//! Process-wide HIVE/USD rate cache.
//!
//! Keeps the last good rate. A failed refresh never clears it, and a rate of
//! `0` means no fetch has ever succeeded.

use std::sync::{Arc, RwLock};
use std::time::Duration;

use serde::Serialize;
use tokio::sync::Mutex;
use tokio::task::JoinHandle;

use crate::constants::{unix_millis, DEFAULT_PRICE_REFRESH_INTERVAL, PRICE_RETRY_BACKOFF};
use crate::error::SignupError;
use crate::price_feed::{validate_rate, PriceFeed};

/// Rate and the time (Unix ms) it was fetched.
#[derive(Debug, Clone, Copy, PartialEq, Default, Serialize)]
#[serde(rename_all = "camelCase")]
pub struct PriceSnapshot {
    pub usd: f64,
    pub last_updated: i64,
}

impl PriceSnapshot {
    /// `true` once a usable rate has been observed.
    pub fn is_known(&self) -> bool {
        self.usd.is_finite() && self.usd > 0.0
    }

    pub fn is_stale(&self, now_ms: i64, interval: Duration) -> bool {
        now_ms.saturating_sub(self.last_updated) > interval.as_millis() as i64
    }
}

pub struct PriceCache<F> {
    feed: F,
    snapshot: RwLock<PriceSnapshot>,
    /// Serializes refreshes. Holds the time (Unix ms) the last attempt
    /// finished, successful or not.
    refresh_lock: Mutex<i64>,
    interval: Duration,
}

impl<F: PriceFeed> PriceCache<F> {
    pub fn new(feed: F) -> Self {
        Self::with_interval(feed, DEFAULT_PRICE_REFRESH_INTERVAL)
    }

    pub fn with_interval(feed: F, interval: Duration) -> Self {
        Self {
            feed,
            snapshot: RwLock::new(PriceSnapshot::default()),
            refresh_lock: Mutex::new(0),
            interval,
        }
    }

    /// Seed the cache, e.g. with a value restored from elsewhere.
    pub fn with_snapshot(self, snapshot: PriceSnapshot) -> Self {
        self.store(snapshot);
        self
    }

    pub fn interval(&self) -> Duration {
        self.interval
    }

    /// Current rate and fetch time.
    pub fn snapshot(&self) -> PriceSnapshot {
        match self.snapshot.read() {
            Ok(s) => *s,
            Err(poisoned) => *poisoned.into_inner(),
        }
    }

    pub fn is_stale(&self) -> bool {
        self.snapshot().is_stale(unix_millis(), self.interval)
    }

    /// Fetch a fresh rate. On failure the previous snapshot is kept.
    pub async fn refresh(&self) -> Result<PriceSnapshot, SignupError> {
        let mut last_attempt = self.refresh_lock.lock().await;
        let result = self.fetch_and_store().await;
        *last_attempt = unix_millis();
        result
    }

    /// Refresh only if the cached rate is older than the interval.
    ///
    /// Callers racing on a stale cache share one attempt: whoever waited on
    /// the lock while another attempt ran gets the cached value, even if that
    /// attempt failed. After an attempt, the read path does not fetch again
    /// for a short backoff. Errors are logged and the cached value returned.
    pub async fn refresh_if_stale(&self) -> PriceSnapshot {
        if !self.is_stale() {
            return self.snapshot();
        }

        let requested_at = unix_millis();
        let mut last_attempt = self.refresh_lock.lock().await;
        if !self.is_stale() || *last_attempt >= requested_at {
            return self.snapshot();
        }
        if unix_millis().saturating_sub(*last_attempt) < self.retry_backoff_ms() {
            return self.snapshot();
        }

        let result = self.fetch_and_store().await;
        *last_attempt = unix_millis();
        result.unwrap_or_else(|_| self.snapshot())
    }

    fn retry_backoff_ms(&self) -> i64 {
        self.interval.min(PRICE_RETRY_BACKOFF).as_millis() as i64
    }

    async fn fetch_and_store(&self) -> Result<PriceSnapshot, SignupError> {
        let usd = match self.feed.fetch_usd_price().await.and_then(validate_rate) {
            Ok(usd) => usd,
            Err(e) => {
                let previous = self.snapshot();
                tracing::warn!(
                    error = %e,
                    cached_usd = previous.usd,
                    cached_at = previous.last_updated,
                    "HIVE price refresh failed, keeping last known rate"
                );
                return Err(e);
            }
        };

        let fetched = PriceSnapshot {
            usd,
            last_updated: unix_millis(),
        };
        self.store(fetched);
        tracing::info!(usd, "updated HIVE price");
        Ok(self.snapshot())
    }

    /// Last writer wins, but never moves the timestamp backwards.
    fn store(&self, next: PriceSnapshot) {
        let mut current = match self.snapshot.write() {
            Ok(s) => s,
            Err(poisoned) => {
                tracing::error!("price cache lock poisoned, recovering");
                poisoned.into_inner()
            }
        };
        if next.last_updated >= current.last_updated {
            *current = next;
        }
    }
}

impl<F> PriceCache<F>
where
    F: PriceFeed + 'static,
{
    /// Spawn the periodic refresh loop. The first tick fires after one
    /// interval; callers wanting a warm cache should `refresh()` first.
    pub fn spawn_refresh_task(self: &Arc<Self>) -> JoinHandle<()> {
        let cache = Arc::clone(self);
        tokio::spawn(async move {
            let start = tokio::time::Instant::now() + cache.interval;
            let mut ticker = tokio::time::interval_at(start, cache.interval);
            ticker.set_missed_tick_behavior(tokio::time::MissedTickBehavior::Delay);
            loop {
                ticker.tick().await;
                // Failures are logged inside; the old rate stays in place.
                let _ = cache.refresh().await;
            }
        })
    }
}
·····
WHAT TO DO =>
Quote each line above in full, word for word.

ANSWER =>
//! Process-wide HIVE/USD rate cache.
//!
//! Keeps the last good rate. A failed refresh never clears it, and a rate of
//! `0` means no fetch has ever succeeded.

use std::sync::{Arc, RwLock};
use std::time::Duration;

use serde::Serialize;
use tokio::sync::Mutex;
use tokio::task::JoinHandle;

use crate::constants::{unix_millis, DEFAULT_PRICE_REFRESH_INTERVAL, PRICE_RETRY_BACKOFF};
use crate::error::SignupError;
use crate::price_feed::{validate_rate, PriceFeed};

/// Rate and the time (Unix ms) it was fetched.
#[derive(Debug, Clone, Copy, PartialEq, Default, Serialize)]
#[serde(rename_all = "camelCase")]
pub struct PriceSnapshot {
    pub usd: f64,
    pub last_updated: i64,
}

impl PriceSnapshot {
    /// `true` once a usable rate has been observed.
    pub fn is_known(&self) -> bool {
        self.usd.is_finite() && self.usd > 0.0
    }

    pub fn is_stale(&self, now_ms: i64, interval: Duration) -> bool {
        now_ms.saturating_sub(self.last_updated) > interval.as_millis() as i64
    }
}

pub struct PriceCache<F> {
    feed: F,
    snapshot: RwLock<PriceSnapshot>,
    /// Serializes refreshes. Holds the time (Unix ms) the last attempt
    /// finished, successful or not.
    refresh_lock: Mutex<i64>,
    interval: Duration,
}

impl<F: PriceFeed> PriceCache<F> {
    pub fn new(feed: F) -> Self {
        Self::with_interval(feed, DEFAULT_PRICE_REFRESH_INTERVAL)
    }

    pub fn with_interval(feed: F, interval: Duration) -> Self {
        Self {
            feed,
            snapshot: RwLock::new(PriceSnapshot::default()),
            refresh_lock: Mutex::new(0),
            interval,
        }
    }

    /// Seed the cache, e.g. with a value restored from elsewhere.
    pub fn with_snapshot(self, snapshot: PriceSnapshot) -> Self {
        self.store(snapshot);
        self
    }

    pub fn interval(&self) -> Duration {
        self.interval
    }

    /// Current rate and fetch time.
    pub fn snapshot(&self) -> PriceSnapshot {
        match self.snapshot.read() {
            Ok(s) => *s,
            Err(poisoned) => *poisoned.into_inner(),
        }
    }

    pub fn is_stale(&self) -> bool {
        self.snapshot().is_stale(unix_millis(), self.interval)
    }

    /// Fetch a fresh rate. On failure the previous snapshot is kept.
    pub async fn refresh(&self) -> Result<PriceSnapshot, SignupError> {
        let mut last_attempt = self.refresh_lock.lock().await;
        let result = self.fetch_and_store().await;
        *last_attempt = unix_millis();
        result
    }

    /// Refresh only if the cached rate is older than the interval.
    ///
    /// Callers racing on a stale cache share one attempt: whoever waited on
    /// the lock while another attempt ran gets the cached value, even if that
    /// attempt failed. After an attempt, the read path does not fetch again
    /// for a short backoff. Errors are logged and the cached value returned.
    pub async fn refresh_if_stale(&self) -> PriceSnapshot {
        if !self.is_stale() {
            return self.snapshot();
        }

        let requested_at = unix_millis();
        let mut last_attempt = self.refresh_lock.lock().await;
        if !self.is_stale() || *last_attempt >= requested_at {
            return self.snapshot();
        }
        if unix_millis().saturating_sub(*last_attempt) < self.retry_backoff_ms() {
            return self.snapshot();
        }

        let result = self.fetch_and_store().await;
        *last_attempt = unix_millis();
        result.unwrap_or_else(|_| self.snapshot())
    }

    fn retry_backoff_ms(&self) -> i64 {
        self.interval.min(PRICE_RETRY_BACKOFF).as_millis() as i64
    }

    async fn fetch_and_store(&self) -> Result<PriceSnapshot, SignupError> {
        let usd = match self.feed.fetch_usd_price().await.and_then(validate_rate) {
            Ok(usd) => usd,
            Err(e) => {
                let previous = self.snapshot();
                tracing::warn!(
                    error = %e,
                    cached_usd = previous.usd,
                    cached_at = previous.last_updated,
                    "HIVE price refresh failed, keeping last known rate"
                );
                return Err(e);
            }
        };

        let fetched = PriceSnapshot {
            usd,
            last_updated: unix_millis(),
        };
        self.store(fetched);
        tracing::info!(usd, "updated HIVE price");
        Ok(self.snapshot())
    }

    /// Last writer wins, but never moves the timestamp backwards.
    fn store(&self, next: PriceSnapshot) {
        let mut current = match self.snapshot.write() {
            Ok(s) => s,
            Err(poisoned) => {
                tracing::error!("price cache lock poisoned, recovering");
                poisoned.into_inner()
            }
        };
        if next.last_updated >= current.last_updated {
            *current = next;
        }
    }
}

impl<F> PriceCache<F>
where
    F: PriceFeed + 'static,
{
    /// Spawn the periodic refresh loop. The first tick fires after one
    /// interval; callers wanting a warm cache should `refresh()` first.
    pub fn spawn_refresh_task(self: &Arc<Self>) -> JoinHandle<()> {
        let cache = Arc::clone(self);
        tokio::spawn(async move {
            let start = tokio::time::Instant::now() + cache.interval;
            let mut ticker = tokio::time::interval_at(start, cache.interval);
            ticker.set_missed_tick_behavior(tokio::time::MissedTickBehavior::Delay);
            loop {
                ticker.tick().await;
                // Failures are logged inside; the old rate stays in place.
                let _ = cache.refresh().await;
            }
        })
    }
}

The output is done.